只是单纯的听,就足以勾起他的怒火,让他的双眸泛起了血红色,恨不得马上就弄死李有财。
“我不能带很多人上山,打草惊蛇李有财狗急跳墙,把姣姣推下山怎么办?我劫持李母,就是算着李有财不敢一命抵一命。”
“还没上山,这老太太就耍滑头,一旦没遇到我,你——”于敬亭想到李母用枪抵着穗子的画面心里还翻腾。
“我知道自己是个弱女子。”
“???”李母在边上听得一头问号,她怎好意思腆脸说这个?
“我猜到她可能会夺枪,我没给枪上膛。”
李母更心塞了,所以,她被一路糊弄着走?
“她跑的时候,我算过风向和她的速度,如果你不出现,我的斧子就会扔出去砍她的腿,让她失去战斗力,我算过重量和我的力量,我可以做到。”
“!!!”李母头髮差点竖起来,她在被砍的边缘徘徊了一圈?
穗子到底是哪路夜叉转世,长了个菩萨的脸,说得都是虎狼之词。
于敬亭的脸色这才缓和了一些,穗子看到他没那么紧绷了,抓紧时间做最后的思想动员。
“虽然我是个热爱和平也很柔弱的女人,但保护家人我跟你是一样的心思,能不伤人最好,如果给我逼到那个份上,我也不介意以命换命,我砍她后赔多少钱判多久,我都算好了,我敢做就敢当。”
如果不是于敬亭及时出现,穗子的斧子肯定要见血。
“我不讚同做亡命之徒,但若我们能兵不血刃的处理掉敌人,也没必要过度报復搭上自己,你说对吗?”
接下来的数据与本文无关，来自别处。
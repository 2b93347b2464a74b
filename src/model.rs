use chrono::{NaiveDateTime, Utc};
use serde_json::Value;

use crate::error::SubmitError;
use crate::filename::derive_filename;

/// Header row of every record file.
pub const COLUMNS: [&str; 10] = [
    "timestamp",
    "name",
    "email",
    "roll",
    "birthdate",
    "registration",
    "stream",
    "session",
    "year",
    "course",
];

/// Submitted fields, in column order. Every one of them is required.
pub const REQUIRED_FIELDS: [&str; 9] = [
    "name",
    "email",
    "roll",
    "birthdate",
    "registration",
    "stream",
    "session",
    "year",
    "course",
];

const TIMESTAMP_FORMAT: &str = "%Y-%m-%dT%H:%M:%S%.6f";

/// A profile that passed validation.
#[derive(Debug, Clone, PartialEq, Eq)]
pub struct ProfileSubmission {
    pub name: String,
    pub email: String,
    pub roll: String,
    pub birthdate: String,
    pub registration: String,
    pub stream: String,
    pub session: String,
    pub year: String,
    pub course: String,
}

impl ProfileSubmission {
    /// Parse a raw request body. Anything that is not a JSON object is
    /// treated as an object with no fields, so it fails the required-field
    /// check like any other incomplete form.
    pub fn from_body(body: &[u8]) -> Result<Self, SubmitError> {
        let value = serde_json::from_slice::<Value>(body).unwrap_or(Value::Null);
        Self::from_json(&value)
    }

    pub fn from_json(value: &Value) -> Result<Self, SubmitError> {
        let mut fields: Vec<Option<String>> = REQUIRED_FIELDS
            .iter()
            .map(|key| value.get(key).and_then(field_text))
            .collect();

        let missing: Vec<&'static str> = REQUIRED_FIELDS
            .iter()
            .zip(&fields)
            .filter(|(_, v)| v.is_none())
            .map(|(k, _)| *k)
            .collect();
        if !missing.is_empty() {
            return Err(SubmitError::MissingFields(missing));
        }

        let mut take = |i: usize| fields[i].take().unwrap_or_default();
        let submission = Self {
            name: take(0),
            email: take(1),
            roll: take(2),
            birthdate: take(3),
            registration: take(4),
            stream: take(5),
            session: take(6),
            year: take(7),
            course: take(8),
        };
        submission.check_session_order()?;
        Ok(submission)
    }

    /// Rejects sessions whose end year is not after the start year. Sessions
    /// that are not two integers are let through unchecked.
    fn check_session_order(&self) -> Result<(), SubmitError> {
        let parts: Vec<&str> = self.session.split('-').collect();
        let [start, end] = parts.as_slice() else {
            return Ok(());
        };
        match (parse_year(start), parse_year(end)) {
            (Ok(start), Ok(end)) if end <= start => Err(SubmitError::SessionOrder),
            _ => Ok(()),
        }
    }

    pub fn filename(&self) -> String {
        derive_filename(&self.stream, &self.year, &self.session)
    }

    /// Stamp the submission with the current UTC time.
    pub fn into_row(self) -> RecordRow {
        RecordRow::new(Utc::now().naive_utc(), self)
    }
}

/// Integer parse that also takes digit-group underscores such as `2_025`.
fn parse_year(text: &str) -> Result<i128, std::num::ParseIntError> {
    let text = text.trim();
    let grouped = text.contains('_')
        && !text.starts_with('_')
        && !text.ends_with('_')
        && !text.contains("__");
    if grouped {
        text.replace('_', "").parse()
    } else {
        text.parse()
    }
}

/// Empty strings, zero and non-scalar values all count as missing.
fn field_text(value: &Value) -> Option<String> {
    match value {
        Value::String(s) if !s.is_empty() => Some(s.clone()),
        Value::Number(n) if n.as_f64() != Some(0.0) => Some(n.to_string()),
        _ => None,
    }
}

/// One line of a record file.
#[derive(Debug, Clone, PartialEq, Eq)]
pub struct RecordRow {
    pub timestamp: NaiveDateTime,
    pub profile: ProfileSubmission,
}

impl RecordRow {
    pub fn new(timestamp: NaiveDateTime, profile: ProfileSubmission) -> Self {
        Self { timestamp, profile }
    }

    pub fn fields(&self) -> [String; 10] {
        let p = &self.profile;
        [
            self.timestamp.format(TIMESTAMP_FORMAT).to_string(),
            p.name.clone(),
            p.email.clone(),
            p.roll.clone(),
            p.birthdate.clone(),
            p.registration.clone(),
            p.stream.clone(),
            p.session.clone(),
            p.year.clone(),
            p.course.clone(),
        ]
    }
}

/// Parse a timestamp column written by [`RecordRow::fields`].
pub fn parse_timestamp(text: &str) -> Option<NaiveDateTime> {
    NaiveDateTime::parse_from_str(text, TIMESTAMP_FORMAT).ok()
}
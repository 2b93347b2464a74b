// HTTP surface: profile submission and record download.

use std::net::SocketAddr;
use std::path::Path as FsPath;

use anyhow::Result;
use axum::body::Bytes;
use axum::extract::{Path, State};
use axum::http::{StatusCode, header};
use axum::response::{IntoResponse, Response};
use axum::routing::{get, post};
use axum::{Json, Router};
use serde::Serialize;
use tokio::net::TcpListener;
use tower_http::cors::CorsLayer;
use tracing::{debug, error, info, warn};

use crate::error::{StoreError, SubmitError};
use crate::model::ProfileSubmission;
use crate::store::RecordStore;

#[derive(Debug, Clone, PartialEq, Eq, Serialize)]
pub struct SubmitResponse {
    pub status: &'static str,
    pub file: String,
}

pub fn app(store: RecordStore) -> Router {
    Router::new()
        .route("/api/profile", post(submit_profile))
        .route("/records/{*filename}", get(download_record))
        .layer(CorsLayer::permissive())
        .with_state(store)
}

/// Serve until the process is stopped.
pub async fn serve(store: RecordStore, bind: SocketAddr) -> Result<()> {
    let listener = TcpListener::bind(bind).await?;
    let addr = listener.local_addr()?;
    info!(
        %addr,
        records = %store.root().display(),
        "profile records service listening"
    );
    axum::serve(listener, app(store)).await?;
    Ok(())
}

/// POST /api/profile: validate, then append one row to the derived file.
async fn submit_profile(
    State(store): State<RecordStore>,
    body: Bytes,
) -> Result<Json<SubmitResponse>, SubmitError> {
    let profile = ProfileSubmission::from_body(&body).inspect_err(|err| {
        debug!(%err, "profile rejected");
    })?;

    let file = profile.filename();
    let row = profile.into_row();
    let target = file.clone();
    let wrote_header = tokio::task::spawn_blocking(move || store.append(&target, &row))
        .await
        .map_err(|err| StoreError::Task(err.to_string()))
        .and_then(|res| res)
        .inspect_err(|err| error!(%file, %err, "could not store profile"))?;

    info!(%file, wrote_header, "profile stored");
    Ok(Json(SubmitResponse {
        status: "success",
        file,
    }))
}

/// GET /records/{*filename}: hand back a stored file as an attachment.
async fn download_record(
    State(store): State<RecordStore>,
    Path(filename): Path<String>,
) -> Response {
    let Some(path) = store.resolve(&filename) else {
        return (StatusCode::NOT_FOUND, "not found").into_response();
    };

    let bytes = match tokio::fs::read(&path).await {
        Ok(bytes) => bytes,
        Err(err) => {
            warn!(file = %path.display(), %err, "record download failed");
            return (StatusCode::NOT_FOUND, "not found").into_response();
        }
    };

    let basename = path
        .file_name()
        .and_then(|n| n.to_str())
        .unwrap_or("download");
    (
        StatusCode::OK,
        [
            (header::CONTENT_TYPE, content_type(&path).to_string()),
            (
                header::CONTENT_DISPOSITION,
                format!("attachment; filename=\"{basename}\""),
            ),
        ],
        bytes,
    )
        .into_response()
}

fn content_type(path: &FsPath) -> &'static str {
    match path.extension().and_then(|e| e.to_str()) {
        Some(ext) if ext.eq_ignore_ascii_case("csv") => "text/csv; charset=utf-8",
        _ => "application/octet-stream",
    }
}

#[cfg(test)]
mod tests {
    use super::*;

    #[test]
    fn content_type_by_extension() {
        assert_eq!(content_type(FsPath::new("A.csv")), "text/csv; charset=utf-8");
        assert_eq!(content_type(FsPath::new("A.CSV")), "text/csv; charset=utf-8");
        assert_eq!(content_type(FsPath::new("notes")), "application/octet-stream");
    }
}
“如果李有财和他黑心的娘,合伙把你和姣姣害了,我岂不是找不到你们?”
这山那么大,藏一两个死人不是多难的事儿,于敬亭不敢想象那个画面。
穗子眼里浮现一抹只有她自己才懂的伤感。
“我不会让你找不到我的。”前世已经走过的弯路,今生怎能重蹈覆辙?
“我隻捆了李母,放过李父,我算到了他懦弱的脾气,在我捆走李母后,他会纠结一两个小时,差不多就要喊人了。”
届时,无论穗子有没有把姣姣救回来,都会有村民上山,是死是活,总会留给于敬亭一些线索。
说得是云淡风轻,却是步步杀机,这个平日里胆子最小的女人,在危机关头选了一条风险最大的路。
想要活,有时候就得不怕死。
于敬亭看着穗子哭红的眼,想着她红着眼追李母的画面,怒火奇迹地消退一些。
“先救人,这些帐回头跟你算。”语调冷冰冰的男人,却还是抑製不住内心的渴望,伸出手,轻轻地戳了下她的脸。
这个小娘们对他的影响,不是一般的大。
可他还能怎么办,谁让她千娇百媚,长得那么好看也就算了,偏偏还那么聪明。
这俩人的互动不多,寥寥几句,却藏着千万柔情,李母在边上听着,她的智商想要理解这对夫妻的对话,还是有些难度的。
李母想着该怎么提醒儿子跑路,后脑杓却是一凉。
于敬亭用火枪对着她的头,示意穗子找布把李母的嘴堵上。
李母绝望地看着这两口子配合默契。
李有财怎么看也不像是这胡子夫妻的对手——穗子和于敬亭在李母心里,已经成了雌雄双煞一般的存在了。
她算是看出来了,穗子平时柔柔弱弱,关键时刻就她下手最黑,砍腿这种话张嘴就来。
感觉于敬亭夫妻不是来救人的,更像是上山灭口李家母子的,李母一边哆嗦一边想。